Below are records; count the lines that contain "FlatRenderer" and state only that count.

——

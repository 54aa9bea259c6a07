//! Flat text renderer

use shipnote_core::config::MessageConfig;
use tracing::{debug, instrument};

use super::{entry_line, header_line, rule, MessageRenderer, RenderedMessage};
use crate::types::{MessageContext, Report};

/// Renders a report as one annotated text message
pub struct FlatRenderer {
    bullet: String,
    date_format: String,
}

impl FlatRenderer {
    /// Create a renderer with default message settings
    pub fn new() -> Self {
        Self::with_config(&MessageConfig::default())
    }

    pub fn with_config(config: &MessageConfig) -> Self {
        Self {
            bullet: config.bullet.clone(),
            date_format: config.date_format.clone(),
        }
    }
}

impl Default for FlatRenderer {
    fn default() -> Self {
        Self::new()
    }
}

impl MessageRenderer for FlatRenderer {
    #[instrument(skip(self, report, ctx), fields(outcome = report.outcome.name(), records = report.records.len()))]
    fn render(&self, report: &Report, ctx: &MessageContext) -> RenderedMessage {
        let mut output = String::new();
        let status = report.outcome.status_line();

        if report.outcome.has_records() {
            output.push_str(&header_line(&ctx.deployed_at, &self.date_format));
            output.push_str("\n\n");
            for entry in &report.records {
                output.push_str(&entry_line(&self.bullet, entry));
            }
            if !report.outcome.is_success() {
                output.push('\n');
                output.push_str(&rule(&status));
                output.push('\n');
                output.push_str(&status);
                output.push('\n');
            }
        } else {
            if !report.body.trim().is_empty() {
                output.push_str(&report.body);
                output.push_str("\n\n");
            }
            output.push_str(&rule(&status));
            output.push('\n');
            output.push_str(&status);
            output.push('\n');
        }

        debug!(output_len = output.len(), "flat message rendered");
        RenderedMessage::Text(output)
    }

    fn name(&self) -> &'static str {
        "flat"
    }
}

#[cfg(test)]
mod tests {
    use super::*;
    use crate::formatter::test_support::*;
    use crate::outcome::{FormatError, Outcome};
    use crate::types::Counts;

    fn text(message: RenderedMessage) -> String {
        message.as_text().unwrap().to_string()
    }

    #[test]
    fn test_render_success() {
        let output = text(FlatRenderer::new().render(&success_report(), &context()));
        assert_eq!(
            output,
            "There was a Production deployment on 03/05/2024 at 14:07 (UTC), containing the following tickets:\n\n\
             • <https://t/CXJD-1|[CXJD-1]>: Fix bug @ alice <https://github.com/Org/repo/pull/10|[PR: #10]>\n\
             • <https://t/CXJD-1|[CXJD-1]>: @ bob <https://github.com/Org/repo/pull/11|[PR: #11]>\n"
        );
    }

    #[test]
    fn test_render_warning_appends_status() {
        let mut report = success_report();
        report.counts = Counts {
            matched: 2,
            expected: 5,
        };
        report.outcome = Outcome::NotAllProcessed {
            matched: 2,
            expected: 5,
        };
        let output = text(FlatRenderer::new().render(&report, &context()));
        assert!(output.contains("[PR: #11]>\n\n⎯"));
        assert!(output.ends_with(
            "[ 100 ] Warning :: Not all the PRs in the body matched the expected format\n"
        ));
    }

    #[test]
    fn test_render_error_echoes_body() {
        let body = "# Changes\n- @a x #1(https://github.com/o/r/pull/1)";
        let report = failed_report(body, FormatError::RobotSignMissing);
        let output = text(FlatRenderer::new().render(&report, &context()));
        assert!(output.starts_with(&format!("{}\n\n⎯", body)));
        assert!(output.ends_with("[ 320 ] Error :: Missing sign: robot: auto generated pull request\n"));
        assert!(!output.contains("Production deployment"));
    }

    #[test]
    fn test_render_empty_body_banner_only() {
        let report = failed_report("", FormatError::EmptyBody);
        let output = text(FlatRenderer::new().render(&report, &context()));
        let status = "[ 300 ] Error :: Empty body: PR has an empty body";
        assert_eq!(output, format!("{}\n{}\n", rule(status), status));
    }

    #[test]
    fn test_custom_bullet() {
        let renderer = FlatRenderer::with_config(&MessageConfig {
            bullet: "*".to_string(),
            ..MessageConfig::default()
        });
        let output = text(renderer.render(&success_report(), &context()));
        assert!(output.contains("\n* <https://t/CXJD-1|[CXJD-1]>: Fix bug"));
    }
}
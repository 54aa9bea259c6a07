//! Format command

use clap::Args;
use tracing::info;

use shipnote_changelog::{MessageContext, NotesGenerator};

use super::input::BodyArgs;
use crate::cli::{output, renderer, Cli, OutputFormat};

/// Render a flat text deployment message
#[derive(Debug, Args)]
pub struct FormatCommand {
    #[command(flatten)]
    pub input: BodyArgs,
}

impl FormatCommand {
    /// Execute the format command
    pub fn execute(&self, cli: &Cli) -> anyhow::Result<()> {
        info!(file = ?self.input.file, "executing format command");
        let config = cli.load_config()?;
        let body = self.input.read(config.message.max_body_bytes)?;

        let renderer = renderer(&config, "flat")?;
        let generator = NotesGenerator::new(config);
        let ctx = MessageContext::new(self.input.deployed_at());
        let (report, message) = generator.generate_formatted(&body, renderer.as_ref(), &ctx);

        match cli.format {
            OutputFormat::Json => {
                let output = serde_json::json!({
                    "message": message,
                    "outcome": report.outcome,
                });
                println!("{}", serde_json::to_string_pretty(&output)?);
            }
            OutputFormat::Text => {
                print!("{}", message.as_text().unwrap_or_default());
                if !report.outcome.is_success() && cli.verbose && !cli.quiet {
                    output::warning(&report.outcome.status_line());
                }
            }
        }

        Ok(())
    }
}
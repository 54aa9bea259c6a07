//! Deployment note generation

use shipnote_core::Config;
use tracing::{debug, info, instrument, warn};

use crate::formatter::{MessageRenderer, RenderedMessage};
use crate::normalize::normalize;
use crate::outcome::Outcome;
use crate::parser::{EntryParser, GrammarParser};
use crate::repository::resolve_repository;
use crate::resolver::ReferenceResolver;
use crate::structure::split_sections;
use crate::types::{Counts, MessageContext, Report, ResolvedRecord};

/// Deployment note generator
pub struct NotesGenerator {
    parser: Box<dyn EntryParser>,
    config: Config,
}

impl NotesGenerator {
    /// Create a new generator with the grammar parser
    pub fn new(config: Config) -> Self {
        Self {
            parser: Box::new(GrammarParser::with_config(
                &config.extraction,
                &config.links,
            )),
            config,
        }
    }

    /// Use a custom parser
    pub fn with_parser<P: EntryParser + 'static>(mut self, parser: P) -> Self {
        self.parser = Box::new(parser);
        self
    }

    /// Run a body through normalization, validation, extraction and link resolution
    #[instrument(skip(self, body), fields(body_len = body.len()))]
    pub fn generate(&self, body: &str) -> Report {
        info!(body_len = body.len(), "generating deployment notes");
        let normalized = normalize(body);

        let sections = match split_sections(&normalized, &self.config.markers) {
            Ok(sections) => sections,
            Err(err) => {
                debug!(error = %err, "structural validation failed");
                return Report::failed(body, err.into(), Counts::default());
            }
        };

        let extraction = match self.parser.parse(sections.entries) {
            Ok(extraction) => extraction,
            Err(err) => {
                debug!(error = %err, "entry extraction failed");
                let counts = Counts {
                    matched: 0,
                    expected: self.parser.expected_count(sections.entries),
                };
                return Report::failed(body, err.into(), counts);
            }
        };

        let resolver = ReferenceResolver::new(&self.config.links, sections.footer);
        let records: Vec<ResolvedRecord> = extraction
            .records
            .into_iter()
            .map(|record| {
                let links = resolver.fragments(&record);
                ResolvedRecord { record, links }
            })
            .collect();

        let counts = extraction.counts;
        let outcome = if counts.is_incomplete() {
            warn!(
                matched = counts.matched,
                expected = counts.expected,
                "not all entries matched the expected format"
            );
            Outcome::NotAllProcessed {
                matched: counts.matched,
                expected: counts.expected,
            }
        } else {
            Outcome::Success
        };

        debug!(
            records = records.len(),
            outcome = outcome.name(),
            "deployment notes generated"
        );

        Report {
            body: body.to_string(),
            records,
            counts,
            outcome,
        }
    }

    /// Render a report
    pub fn render(
        &self,
        report: &Report,
        renderer: &dyn MessageRenderer,
        ctx: &MessageContext,
    ) -> RenderedMessage {
        renderer.render(report, ctx)
    }

    /// Generate and render in one step
    #[instrument(skip(self, body, renderer, ctx), fields(renderer = renderer.name()))]
    pub fn generate_formatted(
        &self,
        body: &str,
        renderer: &dyn MessageRenderer,
        ctx: &MessageContext,
    ) -> (Report, RenderedMessage) {
        let report = self.generate(body);
        let message = self.render(&report, renderer, ctx);
        (report, message)
    }

    /// Set the `repo` field from a promotion title.
    ///
    /// Returns the repository on success. A title without a repository name
    /// leaves the context untouched.
    pub fn apply_promotion_title(
        &self,
        ctx: &mut MessageContext,
        promotion_title: &str,
    ) -> Option<String> {
        match resolve_repository(promotion_title, &self.config.message.organization) {
            Ok(repo) => {
                ctx.set_param("repo", repo.as_str());
                Some(repo)
            }
            Err(err) => {
                warn!(promotion_title, error = %err, "repository not resolved");
                None
            }
        }
    }
}

impl Default for NotesGenerator {
    fn default() -> Self {
        Self::new(Config::default())
    }
}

——

### SOLUTION
9